#### [Exercise]
Please quote exactly the opening lines of the data, from the first line to the one where "through the token" appears.

#### [Input for this task]
-=-=-=-=-

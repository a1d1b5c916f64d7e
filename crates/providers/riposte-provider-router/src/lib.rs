//! Reply source composition
//!
//! [`FallbackSource`] chains a primary reply source with a backup: when the
//! primary fails for any reason other than cancellation, the job restarts
//! once against the backup. The restart is announced through the token
//! stream so the harness can discard any partial content the primary already
//! emitted. Fallback fires at most once per job; a failing backup surfaces
//! its own error.

#![warn(missing_docs)]
#![warn(clippy::all)]

use async_trait::async_trait;
use riposte_core::streaming::{CancelToken, StreamHandler};
use riposte_core::types::{ReplyRequest, ReplySource, ReplyUsage};
use riposte_core::Result;
use std::sync::Arc;
use tracing::{info, warn};

/// A primary reply source with a one-shot backup
pub struct FallbackSource {
    primary: Arc<dyn ReplySource>,
    backup: Arc<dyn ReplySource>,
}

impl FallbackSource {
    /// Compose a primary source with its backup
    pub fn new(primary: Arc<dyn ReplySource>, backup: Arc<dyn ReplySource>) -> Self {
        Self { primary, backup }
    }
}

#[async_trait]
impl ReplySource for FallbackSource {
    fn name(&self) -> &str {
        "fallback"
    }

    async fn stream_reply(
        &self,
        request: &ReplyRequest,
        handler: &StreamHandler,
        cancel: &CancelToken,
    ) -> Result<ReplyUsage> {
        let primary_error = match self.primary.stream_reply(request, handler, cancel).await {
            Ok(usage) => return Ok(usage),
            Err(e) => e,
        };
        if primary_error.is_cancelled() || cancel.is_cancelled() {
            // an intentional stop is never retried
            return Err(primary_error);
        }

        warn!(
            primary = self.primary.name(),
            backup = self.backup.name(),
            "Primary reply source failed, restarting against backup: {}",
            primary_error
        );
        handler.signal_restart().await?;
        let usage = self.backup.stream_reply(request, handler, cancel).await?;
        info!(backup = self.backup.name(), "✓ Backup source completed the job");
        Ok(usage)
    }
}
impl ChatSession {
    /// Create a session for one conversation
    pub fn new(
        conversation: Conversation,
        blueprint: Arc<PersonaBlueprint>,
        bank: Arc<ModeBank>,
        store: Arc<dyn MessageStore>,
        source: Arc<dyn ReplySource>,
    ) -> Self {
        Self {
            conversation,
            blueprint,
            bank,
            store,
            source,
            state: Arc::new(Mutex::new(SessionState::default())),
        }
    }

    /// The conversation this session drives
    pub fn conversation(&self) -> &Conversation {
        &self.conversation
    }

    /// Whether a generation is currently streaming
    pub async fn is_streaming(&self) -> bool {
        self.state.lock().await.streaming
    }

    /// Number of jobs waiting behind the active one
    pub async fn queued_len(&self) -> usize {
        self.state.lock().await.queue.len()
    }

    /// Validate, record, and enqueue one user message
    ///
    /// Rejected input never enters the queue: empty text without an image
    /// attachment and over-length text fail synchronously.
    pub async fn send_message(
        &self,
        text: &str,
        image_uri: Option<String>,
    ) -> Result<SendReceipt> {
        let trimmed = text.trim();
        if trimmed.is_empty() && image_uri.is_none() {
            return Err(RiposteError::EmptyMessage);
        }
        if trimmed.chars().count() > MAX_MESSAGE_LENGTH {
            return Err(RiposteError::MessageTooLong {
                max_length: MAX_MESSAGE_LENGTH,
            });
        }

        let conversation_id = self.conversation.id;
        let prior = self.store.get_messages(conversation_id).await?;

        let mut user_message = Message::user(conversation_id, trimmed);
        if let Some(uri) = image_uri {
            user_message.metadata = Some(MessageMetadata {
                tokens_used: None,
                image_uri: Some(uri),
            });
        }
        let placeholder = Message::artist_placeholder(conversation_id);
        let receipt = SendReceipt {
            user_message_id: user_message.id,
            artist_message_id: placeholder.id,
        };

        self.store.add_message(user_message).await?;
        self.store.add_message(placeholder).await?;

        let mode_id = self.conversation.mode_id.clone();
        let request = ReplyRequest {
            system_prompt: build_system_prompt(&self.blueprint, &mode_id),
            user_turn: trimmed.to_string(),
            history: format_history(&prior),
            language: self.conversation.language.clone(),
            mode_examples: self.bank.examples_for(&mode_id),
            mode_id,
        };

        {
            let mut state = self.state.lock().await;
            state.queue.push_back(StreamJob {
                artist_message_id: receipt.artist_message_id,
                request,
            });
        }
        debug!(
            conversation_id = %conversation_id,
            artist_message_id = %receipt.artist_message_id,
            "Queued generation job"
        );
        self.pump();

        Ok(receipt)
    }

    /// Cancel the in-flight generation and drop queued jobs
    ///
    /// The active placeholder and every queued placeholder flip to `Error`
    /// so the UI can show what happened; nothing is silently lost. Call this
    /// on conversation switch or teardown as well.
    pub async fn cancel(&self) {
        let (active, queued) = {
            let mut state = self.state.lock().await;
            let active = state.active.take();
            let queued: Vec<Uuid> = state
                .queue
                .drain(..)
                .map(|job| job.artist_message_id)
                .collect();
            (active, queued)
        };

        let conversation_id = self.conversation.id;
        if let Some(active) = active {
            active.cancel.cancel();
            if let Err(e) = self
                .store
                .update_message(
                    conversation_id,
                    active.artist_message_id,
                    MessageUpdate::status(MessageStatus::Error),
                )
                .await
            {
                warn!("Failed to mark cancelled message: {}", e);
            }
            info!(
                conversation_id = %conversation_id,
                artist_message_id = %active.artist_message_id,
                "Cancelled active generation"
            );
        }
        for artist_message_id in queued {
            if let Err(e) = self
                .store
                .update_message(
                    conversation_id,
                    artist_message_id,
                    MessageUpdate::status(MessageStatus::Error),
                )
                .await
            {
                warn!("Failed to mark dropped job: {}", e);
            }
        }
    }

    /// Start the dispatcher if it is not already running
    fn pump(&self) {
        let session = self.clone();
        tokio::spawn(async move { session.drive().await });
    }

    /// Process queued jobs one at a time until the queue drains
    async fn drive(self) {
        loop {
            let (job, cancel) = {
                let mut state = self.state.lock().await;
                if state.streaming {
                    // another dispatcher holds the stream slot
                    return;
                }
                let Some(job) = state.queue.pop_front() else {
                    return;
                };
                let cancel = CancelToken::new();
                state.streaming = true;
                state.active = Some(ActiveJob {
                    artist_message_id: job.artist_message_id,
                    cancel: cancel.clone(),
                });
                (job, cancel)
            };

            self.process(job, cancel).await;

            let mut state = self.state.lock().await;
            state.streaming = false;
            state.active = None;
        }
    }

    /// Run one generation job to a terminal state
    async fn process(&self, job: StreamJob, cancel: CancelToken) {
        let conversation_id = self.conversation.id;
        let artist_message_id = job.artist_message_id;

        let (sender, mut receiver) = create_token_stream(32);
        let source = self.source.clone();
        let request = job.request;
        let source_cancel = cancel.clone();
        let generation = tokio::spawn(async move {
            let handler = StreamHandler::new(sender);
            source.stream_reply(&request, &handler, &source_cancel).await
        });

        let mut streaming_marked = false;
        while let Some(event) = receiver.recv().await {
            if cancel.is_cancelled() {
                break;
            }
            match event {
                StreamEvent::Token(token) => {
                    if !streaming_marked {
                        streaming_marked = true;
                        if let Err(e) = self
                            .store
                            .update_message(
                                conversation_id,
                                artist_message_id,
                                MessageUpdate::status(MessageStatus::Streaming),
                            )
                            .await
                        {
                            warn!("Failed to mark message streaming: {}", e);
                        }
                    }
                    if let Err(e) = self
                        .store
                        .append_content(conversation_id, artist_message_id, &token)
                        .await
                    {
                        warn!("Failed to append token: {}", e);
                    }
                }
                StreamEvent::Restarted => {
                    streaming_marked = false;
                    if let Err(e) = self
                        .store
                        .update_message(
                            conversation_id,
                            artist_message_id,
                            MessageUpdate::reset_pending(),
                        )
                        .await
                    {
                        warn!("Failed to reset message for fallback: {}", e);
                    }
                }
            }
        }

        // unblock a source still trying to send after we stopped listening
        drop(receiver);
        let outcome = generation.await;

        // once cancelled, cancel() owns the terminal status
        if cancel.is_cancelled() {
            debug!(
                artist_message_id = %artist_message_id,
                "Generation cancelled, skipping terminal update"
            );
            return;
        }

        match outcome {
            Ok(Ok(usage)) => {
                if let Err(e) = self
                    .store
                    .update_message(
                        conversation_id,
                        artist_message_id,
                        MessageUpdate::completed(usage.tokens_used),
                    )
                    .await
                {
                    warn!("Failed to complete message: {}", e);
                }
                info!(
                    conversation_id = %conversation_id,
                    artist_message_id = %artist_message_id,
                    tokens_used = usage.tokens_used,
                    "✓ Generation complete"
                );
            }
            Ok(Err(e)) => {
                error!(
                    conversation_id = %conversation_id,
                    artist_message_id = %artist_message_id,
                    "Generation failed: {}",
                    e
                );
                let _ = self
                    .store
                    .update_message(
                        conversation_id,
                        artist_message_id,
                        MessageUpdate::status(MessageStatus::Error),
                    )
                    .await;
            }
            Err(join_error) => {
                error!(
                    conversation_id = %conversation_id,
                    artist_message_id = %artist_message_id,
                    "Generation task aborted: {}",
                    join_error
                );
                let _ = self
                    .store
                    .update_message(
                        conversation_id,
                        artist_message_id,
                        MessageUpdate::status(MessageStatus::Error),
                    )
                    .await;
            }
        }
    }
}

-=-=-=-=-

#### [Reply to the task]
repository a1d1b5c916f64d7e
filename crates/providers/riposte-provider-router/src/lib.rs
//! Reply source composition
//!
//! [`FallbackSource`] chains a primary reply source with a backup: when the
//! primary fails for any reason other than cancellation, the job restarts
//! once against the backup. The restart is announced through the token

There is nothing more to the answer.